**Extracted entries**.
☆ ☆ ☆ ☆ ☆
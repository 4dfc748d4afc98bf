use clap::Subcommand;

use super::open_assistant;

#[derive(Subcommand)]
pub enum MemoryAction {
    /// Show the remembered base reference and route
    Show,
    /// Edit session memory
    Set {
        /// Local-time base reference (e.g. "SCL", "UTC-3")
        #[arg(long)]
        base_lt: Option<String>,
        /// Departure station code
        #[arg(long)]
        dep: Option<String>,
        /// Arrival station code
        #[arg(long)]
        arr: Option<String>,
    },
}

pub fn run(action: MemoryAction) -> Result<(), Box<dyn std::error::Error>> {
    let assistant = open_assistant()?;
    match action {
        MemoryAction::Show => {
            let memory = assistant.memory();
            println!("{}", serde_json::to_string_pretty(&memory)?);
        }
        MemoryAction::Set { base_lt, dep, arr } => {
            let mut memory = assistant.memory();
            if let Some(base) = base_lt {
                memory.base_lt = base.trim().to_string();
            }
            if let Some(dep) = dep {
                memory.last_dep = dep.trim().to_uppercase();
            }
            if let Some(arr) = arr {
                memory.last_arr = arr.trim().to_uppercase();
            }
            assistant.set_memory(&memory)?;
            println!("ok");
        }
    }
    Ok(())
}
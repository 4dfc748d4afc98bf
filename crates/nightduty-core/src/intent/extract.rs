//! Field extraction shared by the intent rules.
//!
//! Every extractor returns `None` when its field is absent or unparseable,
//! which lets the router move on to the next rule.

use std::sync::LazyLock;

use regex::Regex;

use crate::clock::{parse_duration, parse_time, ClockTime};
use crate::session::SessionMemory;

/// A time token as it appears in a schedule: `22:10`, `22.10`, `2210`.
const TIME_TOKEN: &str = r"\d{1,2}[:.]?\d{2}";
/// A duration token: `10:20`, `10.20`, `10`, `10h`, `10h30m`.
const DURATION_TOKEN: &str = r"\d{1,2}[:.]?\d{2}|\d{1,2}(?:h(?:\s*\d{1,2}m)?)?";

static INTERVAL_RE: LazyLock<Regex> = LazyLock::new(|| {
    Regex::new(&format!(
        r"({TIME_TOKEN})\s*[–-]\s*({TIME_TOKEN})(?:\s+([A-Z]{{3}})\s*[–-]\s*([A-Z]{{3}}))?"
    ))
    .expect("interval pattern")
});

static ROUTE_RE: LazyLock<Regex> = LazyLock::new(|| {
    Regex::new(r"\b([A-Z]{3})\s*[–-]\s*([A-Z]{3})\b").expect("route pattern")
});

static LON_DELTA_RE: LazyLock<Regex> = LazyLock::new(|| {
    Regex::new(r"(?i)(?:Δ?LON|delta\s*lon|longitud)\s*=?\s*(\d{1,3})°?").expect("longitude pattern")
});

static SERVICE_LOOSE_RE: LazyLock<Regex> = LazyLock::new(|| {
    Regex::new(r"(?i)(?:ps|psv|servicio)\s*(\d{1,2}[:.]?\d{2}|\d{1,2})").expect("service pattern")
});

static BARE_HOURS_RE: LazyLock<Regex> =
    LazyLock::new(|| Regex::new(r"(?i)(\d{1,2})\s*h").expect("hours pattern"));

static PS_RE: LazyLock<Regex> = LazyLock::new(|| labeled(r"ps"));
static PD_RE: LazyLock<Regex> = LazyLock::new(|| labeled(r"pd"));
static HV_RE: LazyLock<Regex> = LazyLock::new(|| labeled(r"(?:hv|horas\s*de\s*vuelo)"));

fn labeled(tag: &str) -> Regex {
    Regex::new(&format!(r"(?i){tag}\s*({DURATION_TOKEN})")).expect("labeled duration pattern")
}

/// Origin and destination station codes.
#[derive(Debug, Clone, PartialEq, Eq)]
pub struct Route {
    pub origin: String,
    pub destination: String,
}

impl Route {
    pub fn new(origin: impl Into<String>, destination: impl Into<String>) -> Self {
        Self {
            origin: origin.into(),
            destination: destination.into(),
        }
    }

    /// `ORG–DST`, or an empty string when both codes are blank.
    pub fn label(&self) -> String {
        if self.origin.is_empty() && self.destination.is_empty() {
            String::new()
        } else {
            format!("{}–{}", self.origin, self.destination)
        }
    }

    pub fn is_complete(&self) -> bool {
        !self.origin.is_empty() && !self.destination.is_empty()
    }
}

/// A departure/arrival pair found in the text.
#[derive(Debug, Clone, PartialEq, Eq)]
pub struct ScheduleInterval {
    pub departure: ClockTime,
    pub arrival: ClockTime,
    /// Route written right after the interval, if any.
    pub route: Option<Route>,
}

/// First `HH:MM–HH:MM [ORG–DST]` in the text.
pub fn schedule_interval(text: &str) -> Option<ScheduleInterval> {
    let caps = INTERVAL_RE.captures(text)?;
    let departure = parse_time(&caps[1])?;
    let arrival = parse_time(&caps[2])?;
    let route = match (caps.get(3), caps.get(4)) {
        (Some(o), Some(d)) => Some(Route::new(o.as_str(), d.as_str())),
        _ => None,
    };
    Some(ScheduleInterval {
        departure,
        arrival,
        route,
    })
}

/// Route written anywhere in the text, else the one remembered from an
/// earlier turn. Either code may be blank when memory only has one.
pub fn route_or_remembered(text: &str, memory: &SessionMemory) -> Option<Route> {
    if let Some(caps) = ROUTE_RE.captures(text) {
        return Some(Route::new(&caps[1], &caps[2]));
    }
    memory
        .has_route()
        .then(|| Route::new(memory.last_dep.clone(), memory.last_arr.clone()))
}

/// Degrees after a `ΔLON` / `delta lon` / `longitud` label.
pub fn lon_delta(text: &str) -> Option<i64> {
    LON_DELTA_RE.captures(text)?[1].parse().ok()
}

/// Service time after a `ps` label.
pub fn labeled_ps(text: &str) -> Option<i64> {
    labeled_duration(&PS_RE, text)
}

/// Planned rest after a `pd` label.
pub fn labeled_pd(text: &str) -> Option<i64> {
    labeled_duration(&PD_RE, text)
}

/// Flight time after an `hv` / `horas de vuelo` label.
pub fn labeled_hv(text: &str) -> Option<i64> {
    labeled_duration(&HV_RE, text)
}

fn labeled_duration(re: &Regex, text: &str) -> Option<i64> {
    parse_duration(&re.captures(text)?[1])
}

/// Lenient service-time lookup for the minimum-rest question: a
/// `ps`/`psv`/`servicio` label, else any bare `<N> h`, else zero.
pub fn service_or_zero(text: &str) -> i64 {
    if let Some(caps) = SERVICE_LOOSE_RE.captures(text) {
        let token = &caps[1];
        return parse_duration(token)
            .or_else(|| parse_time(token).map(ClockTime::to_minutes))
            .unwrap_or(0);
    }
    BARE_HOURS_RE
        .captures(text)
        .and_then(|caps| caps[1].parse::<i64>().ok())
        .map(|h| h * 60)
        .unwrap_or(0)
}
☆ ☆ ☆ ☆ ☆
**What you need to do**.
Please copy the lines above from the line with "found in the text." up to and including the line with "pub fn labeled_ps(text: &str)", exactly as written and with nothing else.

**Task response**.
/// A departure/arrival pair found in the text.
#[derive(Debug, Clone, PartialEq, Eq)]
pub struct ScheduleInterval {
    pub departure: ClockTime,
    pub arrival: ClockTime,
    /// Route written right after the interval, if any.
    pub route: Option<Route>,
}

/// First `HH:MM–HH:MM [ORG–DST]` in the text.
pub fn schedule_interval(text: &str) -> Option<ScheduleInterval> {
    let caps = INTERVAL_RE.captures(text)?;
    let departure = parse_time(&caps[1])?;
    let arrival = parse_time(&caps[2])?;
    let route = match (caps.get(3), caps.get(4)) {
        (Some(o), Some(d)) => Some(Route::new(o.as_str(), d.as_str())),
        _ => None,
    };
    Some(ScheduleInterval {
        departure,
        arrival,
        route,
    })
}

/// Route written anywhere in the text, else the one remembered from an
/// earlier turn. Either code may be blank when memory only has one.
pub fn route_or_remembered(text: &str, memory: &SessionMemory) -> Option<Route> {
    if let Some(caps) = ROUTE_RE.captures(text) {
        return Some(Route::new(&caps[1], &caps[2]));
    }
    memory
        .has_route()
        .then(|| Route::new(memory.last_dep.clone(), memory.last_arr.clone()))
}

/// Degrees after a `ΔLON` / `delta lon` / `longitud` label.
pub fn lon_delta(text: &str) -> Option<i64> {
    LON_DELTA_RE.captures(text)?[1].parse().ok()
}

/// Service time after a `ps` label.
pub fn labeled_ps(text: &str) -> Option<i64> {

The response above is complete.